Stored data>
╭──
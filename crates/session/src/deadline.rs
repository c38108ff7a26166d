//! Deadline enforcement for timed questionnaires.
//!
//! [`DeadlineController`] runs a per-session countdown, publishing the
//! remaining seconds on a watch channel and firing exactly one expiry
//! signal (a `session.deadline_expired` event plus the
//! [`expired`](DeadlineController::expired) future resolving). The
//! driver awaits expiry and calls the engine's forced submission; the
//! controller itself never touches session state.

use std::sync::Arc;
use std::time::Duration;

use chrono::Utc;
use tokio::sync::watch;
use tokio_util::sync::CancellationToken;

use fieldwork_core::deadline::remaining_secs;
use fieldwork_core::types::EpochMillis;
use fieldwork_events::bus::{names, EventBus, SessionEvent};

/// Handle on a running session countdown.
pub struct DeadlineController {
    remaining: watch::Receiver<u64>,
    expired: watch::Receiver<bool>,
    cancel: CancellationToken,
}

impl DeadlineController {
    /// Start the countdown for a session that began at `started_at_ms`
    /// with `limit_secs` on the clock.
    ///
    /// The wall clock is read once, here; after that the countdown
    /// follows the tokio timer tick by tick. A session restored past its
    /// deadline expires on the first tick.
    pub fn start(
        limit_secs: u64,
        started_at_ms: EpochMillis,
        bus: Arc<EventBus>,
        questionnaire_id: impl Into<String>,
    ) -> Self {
        let initial = remaining_secs(limit_secs, started_at_ms, Utc::now().timestamp_millis());
        let (remaining_tx, remaining_rx) = watch::channel(initial);
        let (expired_tx, expired_rx) = watch::channel(false);
        let cancel = CancellationToken::new();
        let questionnaire_id = questionnaire_id.into();

        tracing::debug!(
            %questionnaire_id,
            remaining_secs = initial,
            "Starting deadline countdown"
        );
        let task_cancel = cancel.clone();
        tokio::spawn(countdown(
            initial,
            remaining_tx,
            expired_tx,
            bus,
            questionnaire_id,
            task_cancel,
        ));

        Self {
            remaining: remaining_rx,
            expired: expired_rx,
            cancel,
        }
    }

    /// Seconds currently left on the clock.
    pub fn remaining_secs(&self) -> u64 {
        *self.remaining.borrow()
    }

    /// Receiver for the live countdown, one update per second.
    pub fn remaining(&self) -> watch::Receiver<u64> {
        self.remaining.clone()
    }

    /// Resolves when the deadline expires. Never resolves on a stopped
    /// countdown.
    pub async fn expired(&self) {
        let mut rx = self.expired.clone();
        // Err means the countdown task is gone without expiring; park
        // instead of reporting a false expiry.
        if rx.wait_for(|expired| *expired).await.is_err() {
            std::future::pending::<()>().await;
        }
    }

    /// Stop the countdown without expiring (the session submitted, or is
    /// shutting down).
    pub fn stop(&self) {
        self.cancel.cancel();
    }
}

impl Drop for DeadlineController {
    fn drop(&mut self) {
        self.cancel.cancel();
    }
}

async fn countdown(
    initial: u64,
    remaining_tx: watch::Sender<u64>,
    expired_tx: watch::Sender<bool>,
    bus: Arc<EventBus>,
    questionnaire_id: String,
    cancel: CancellationToken,
) {
    let mut remaining = initial;
    // The first tick fires immediately: it reports the initial value and
    // expires a session that was already out of time.
    let mut ticks = tokio::time::interval(Duration::from_secs(1));
    loop {
        tokio::select! {
            _ = cancel.cancelled() => {
                tracing::debug!(%questionnaire_id, "Deadline countdown stopped");
                return;
            }
            _ = ticks.tick() => {
                let _ = remaining_tx.send(remaining);
                if remaining == 0 {
                    tracing::info!(%questionnaire_id, "Session deadline expired");
                    bus.publish(
                        SessionEvent::new(names::DEADLINE_EXPIRED)
                            .with_questionnaire(questionnaire_id.clone()),
                    );
                    let _ = expired_tx.send(true);
                    return;
                }
                remaining -= 1;
            }
        }
    }
}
╰──
WORK ORDER>
Looking at the entries above, determine how many lines contain the word "ticks" and state only that number.

TASK RESULT>
2